Start of INFORMATION PROVIDED

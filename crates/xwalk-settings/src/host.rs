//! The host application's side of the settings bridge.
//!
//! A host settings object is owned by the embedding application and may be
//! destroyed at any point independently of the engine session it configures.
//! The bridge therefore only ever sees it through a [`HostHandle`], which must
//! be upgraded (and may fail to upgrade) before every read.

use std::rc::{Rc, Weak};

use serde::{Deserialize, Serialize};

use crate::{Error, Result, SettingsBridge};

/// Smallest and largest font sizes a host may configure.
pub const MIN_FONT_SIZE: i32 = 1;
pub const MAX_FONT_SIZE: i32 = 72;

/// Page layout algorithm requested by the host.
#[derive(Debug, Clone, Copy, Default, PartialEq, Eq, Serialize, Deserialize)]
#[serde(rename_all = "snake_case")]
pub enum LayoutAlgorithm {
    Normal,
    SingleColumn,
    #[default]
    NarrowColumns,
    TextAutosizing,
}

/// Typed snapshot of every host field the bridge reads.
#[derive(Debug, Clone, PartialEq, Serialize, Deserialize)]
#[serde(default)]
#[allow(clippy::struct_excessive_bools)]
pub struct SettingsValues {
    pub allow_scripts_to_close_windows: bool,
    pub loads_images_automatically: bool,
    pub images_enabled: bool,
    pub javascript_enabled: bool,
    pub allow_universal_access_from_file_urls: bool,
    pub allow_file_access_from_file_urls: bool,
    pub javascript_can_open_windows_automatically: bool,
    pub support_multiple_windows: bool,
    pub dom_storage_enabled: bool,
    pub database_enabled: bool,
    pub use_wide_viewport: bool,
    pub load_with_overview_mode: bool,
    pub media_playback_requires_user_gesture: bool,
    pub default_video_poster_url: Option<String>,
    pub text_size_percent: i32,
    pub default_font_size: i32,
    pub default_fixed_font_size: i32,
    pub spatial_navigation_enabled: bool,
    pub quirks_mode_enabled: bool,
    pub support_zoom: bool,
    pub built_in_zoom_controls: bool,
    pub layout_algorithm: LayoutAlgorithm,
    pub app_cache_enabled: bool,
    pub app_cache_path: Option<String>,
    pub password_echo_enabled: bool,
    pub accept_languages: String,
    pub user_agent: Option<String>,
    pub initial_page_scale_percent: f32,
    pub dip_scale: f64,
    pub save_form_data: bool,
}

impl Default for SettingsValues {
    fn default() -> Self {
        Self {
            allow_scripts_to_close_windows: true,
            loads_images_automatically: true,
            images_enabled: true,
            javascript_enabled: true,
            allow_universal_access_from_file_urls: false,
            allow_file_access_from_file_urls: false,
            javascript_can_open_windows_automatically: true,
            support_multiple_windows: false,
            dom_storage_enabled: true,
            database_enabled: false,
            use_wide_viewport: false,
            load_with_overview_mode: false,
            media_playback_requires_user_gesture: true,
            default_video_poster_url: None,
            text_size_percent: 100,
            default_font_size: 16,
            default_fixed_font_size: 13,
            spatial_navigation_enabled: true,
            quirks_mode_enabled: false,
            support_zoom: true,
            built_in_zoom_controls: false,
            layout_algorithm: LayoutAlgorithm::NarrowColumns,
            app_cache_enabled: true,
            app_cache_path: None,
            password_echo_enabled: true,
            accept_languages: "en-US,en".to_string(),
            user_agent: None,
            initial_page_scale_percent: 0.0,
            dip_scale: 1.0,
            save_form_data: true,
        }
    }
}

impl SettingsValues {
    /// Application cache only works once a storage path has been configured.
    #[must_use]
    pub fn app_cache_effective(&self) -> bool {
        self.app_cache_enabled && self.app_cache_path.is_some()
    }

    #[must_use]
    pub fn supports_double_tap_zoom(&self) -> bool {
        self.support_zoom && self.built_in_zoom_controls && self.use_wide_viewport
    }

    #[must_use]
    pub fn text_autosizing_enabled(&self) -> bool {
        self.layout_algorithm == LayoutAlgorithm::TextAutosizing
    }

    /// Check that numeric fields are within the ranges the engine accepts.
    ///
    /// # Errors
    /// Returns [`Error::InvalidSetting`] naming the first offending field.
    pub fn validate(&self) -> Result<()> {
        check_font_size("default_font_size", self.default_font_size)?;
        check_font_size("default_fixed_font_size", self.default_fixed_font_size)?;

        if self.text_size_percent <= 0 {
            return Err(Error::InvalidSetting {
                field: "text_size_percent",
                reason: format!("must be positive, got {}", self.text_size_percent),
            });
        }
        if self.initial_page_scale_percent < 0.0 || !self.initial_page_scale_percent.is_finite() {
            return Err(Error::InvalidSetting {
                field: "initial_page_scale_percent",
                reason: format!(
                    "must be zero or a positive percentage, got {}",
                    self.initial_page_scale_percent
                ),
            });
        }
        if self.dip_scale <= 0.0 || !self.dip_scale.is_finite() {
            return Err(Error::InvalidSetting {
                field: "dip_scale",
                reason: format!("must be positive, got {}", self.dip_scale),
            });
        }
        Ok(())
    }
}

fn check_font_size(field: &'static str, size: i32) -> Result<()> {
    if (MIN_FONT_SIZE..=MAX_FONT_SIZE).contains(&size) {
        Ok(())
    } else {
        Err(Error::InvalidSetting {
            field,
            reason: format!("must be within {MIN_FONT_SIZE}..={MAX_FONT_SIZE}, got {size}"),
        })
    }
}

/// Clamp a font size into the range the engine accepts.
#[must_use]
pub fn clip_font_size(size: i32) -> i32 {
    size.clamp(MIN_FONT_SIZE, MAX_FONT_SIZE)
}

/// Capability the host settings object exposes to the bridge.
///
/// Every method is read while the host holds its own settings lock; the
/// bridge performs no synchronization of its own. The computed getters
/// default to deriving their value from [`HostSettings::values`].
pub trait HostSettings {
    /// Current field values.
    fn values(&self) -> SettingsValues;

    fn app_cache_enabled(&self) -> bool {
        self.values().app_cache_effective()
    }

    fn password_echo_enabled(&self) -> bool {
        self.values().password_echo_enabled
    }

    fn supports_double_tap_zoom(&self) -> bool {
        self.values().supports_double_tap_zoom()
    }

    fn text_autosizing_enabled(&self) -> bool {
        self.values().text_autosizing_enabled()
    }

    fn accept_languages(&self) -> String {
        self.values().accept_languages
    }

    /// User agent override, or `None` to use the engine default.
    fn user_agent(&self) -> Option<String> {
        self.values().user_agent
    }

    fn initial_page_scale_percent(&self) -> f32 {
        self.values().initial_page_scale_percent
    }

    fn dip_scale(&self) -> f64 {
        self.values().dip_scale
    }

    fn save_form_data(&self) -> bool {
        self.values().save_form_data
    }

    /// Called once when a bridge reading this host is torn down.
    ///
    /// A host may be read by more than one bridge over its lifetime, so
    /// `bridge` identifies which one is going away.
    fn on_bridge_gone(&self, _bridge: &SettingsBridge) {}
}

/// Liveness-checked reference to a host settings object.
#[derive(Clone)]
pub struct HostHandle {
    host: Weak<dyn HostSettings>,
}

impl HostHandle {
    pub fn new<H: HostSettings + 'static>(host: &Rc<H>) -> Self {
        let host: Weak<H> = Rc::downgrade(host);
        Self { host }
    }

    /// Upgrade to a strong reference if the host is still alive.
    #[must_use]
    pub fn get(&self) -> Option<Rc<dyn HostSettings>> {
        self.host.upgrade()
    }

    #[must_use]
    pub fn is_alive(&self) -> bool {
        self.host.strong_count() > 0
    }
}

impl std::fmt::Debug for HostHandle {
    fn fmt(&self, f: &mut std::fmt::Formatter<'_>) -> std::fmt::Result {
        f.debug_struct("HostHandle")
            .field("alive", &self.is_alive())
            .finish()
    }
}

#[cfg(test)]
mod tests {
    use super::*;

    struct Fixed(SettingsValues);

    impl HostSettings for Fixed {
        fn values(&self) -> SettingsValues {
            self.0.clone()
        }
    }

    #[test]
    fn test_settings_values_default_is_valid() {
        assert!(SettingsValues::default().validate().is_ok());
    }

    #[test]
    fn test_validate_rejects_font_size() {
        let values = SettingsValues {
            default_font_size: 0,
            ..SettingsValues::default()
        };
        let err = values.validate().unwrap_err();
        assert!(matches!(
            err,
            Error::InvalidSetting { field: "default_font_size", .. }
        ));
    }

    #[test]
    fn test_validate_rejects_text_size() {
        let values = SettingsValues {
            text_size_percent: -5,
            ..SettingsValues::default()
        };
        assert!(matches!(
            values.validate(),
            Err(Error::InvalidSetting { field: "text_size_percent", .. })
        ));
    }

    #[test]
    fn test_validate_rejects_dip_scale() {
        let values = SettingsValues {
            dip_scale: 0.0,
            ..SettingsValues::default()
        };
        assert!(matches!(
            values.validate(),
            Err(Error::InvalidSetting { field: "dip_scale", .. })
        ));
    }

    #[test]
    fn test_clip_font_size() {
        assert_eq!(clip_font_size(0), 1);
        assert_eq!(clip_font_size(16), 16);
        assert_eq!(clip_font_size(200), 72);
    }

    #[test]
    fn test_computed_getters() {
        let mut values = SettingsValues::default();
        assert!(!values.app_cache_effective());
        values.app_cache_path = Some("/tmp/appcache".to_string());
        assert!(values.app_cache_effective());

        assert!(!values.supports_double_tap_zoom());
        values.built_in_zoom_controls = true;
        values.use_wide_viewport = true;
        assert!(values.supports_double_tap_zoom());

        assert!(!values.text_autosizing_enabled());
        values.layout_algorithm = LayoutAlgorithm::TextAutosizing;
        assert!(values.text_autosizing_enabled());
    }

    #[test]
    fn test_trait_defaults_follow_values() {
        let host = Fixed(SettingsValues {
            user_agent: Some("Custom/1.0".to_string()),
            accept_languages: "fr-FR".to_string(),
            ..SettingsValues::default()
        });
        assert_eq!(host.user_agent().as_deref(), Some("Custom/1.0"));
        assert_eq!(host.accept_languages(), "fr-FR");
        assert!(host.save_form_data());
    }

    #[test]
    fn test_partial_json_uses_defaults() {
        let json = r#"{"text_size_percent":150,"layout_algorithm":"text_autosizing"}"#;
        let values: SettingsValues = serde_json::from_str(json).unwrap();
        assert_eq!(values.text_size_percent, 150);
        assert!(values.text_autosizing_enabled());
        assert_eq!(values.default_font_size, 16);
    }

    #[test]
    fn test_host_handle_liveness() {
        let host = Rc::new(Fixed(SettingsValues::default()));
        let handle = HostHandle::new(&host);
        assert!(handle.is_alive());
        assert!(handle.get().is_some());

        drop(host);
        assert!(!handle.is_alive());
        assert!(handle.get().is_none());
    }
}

End of INFORMATION PROVIDED

● WHAT IS NEEDED: From the entries above, extract only the lines running from the one containing "if self.text_size_percent <= 0" through the one containing "pub trait HostSettings", inclusive.

● SOLVED EXERCISE:
        if self.text_size_percent <= 0 {
            return Err(Error::InvalidSetting {
                field: "text_size_percent",
                reason: format!("must be positive, got {}", self.text_size_percent),
            });
        }
        if self.initial_page_scale_percent < 0.0 || !self.initial_page_scale_percent.is_finite() {
            return Err(Error::InvalidSetting {
                field: "initial_page_scale_percent",
                reason: format!(
                    "must be zero or a positive percentage, got {}",
                    self.initial_page_scale_percent
                ),
            });
        }
        if self.dip_scale <= 0.0 || !self.dip_scale.is_finite() {
            return Err(Error::InvalidSetting {
                field: "dip_scale",
                reason: format!("must be positive, got {}", self.dip_scale),
            });
        }
        Ok(())
    }
}

fn check_font_size(field: &'static str, size: i32) -> Result<()> {
    if (MIN_FONT_SIZE..=MAX_FONT_SIZE).contains(&size) {
        Ok(())
    } else {
        Err(Error::InvalidSetting {
            field,
            reason: format!("must be within {MIN_FONT_SIZE}..={MAX_FONT_SIZE}, got {size}"),
        })
    }
}

/// Clamp a font size into the range the engine accepts.
#[must_use]
pub fn clip_font_size(size: i32) -> i32 {
    size.clamp(MIN_FONT_SIZE, MAX_FONT_SIZE)
}

/// Capability the host settings object exposes to the bridge.
///
/// Every method is read while the host holds its own settings lock; the
/// bridge performs no synchronization of its own. The computed getters
/// default to deriving their value from [`HostSettings::values`].
pub trait HostSettings {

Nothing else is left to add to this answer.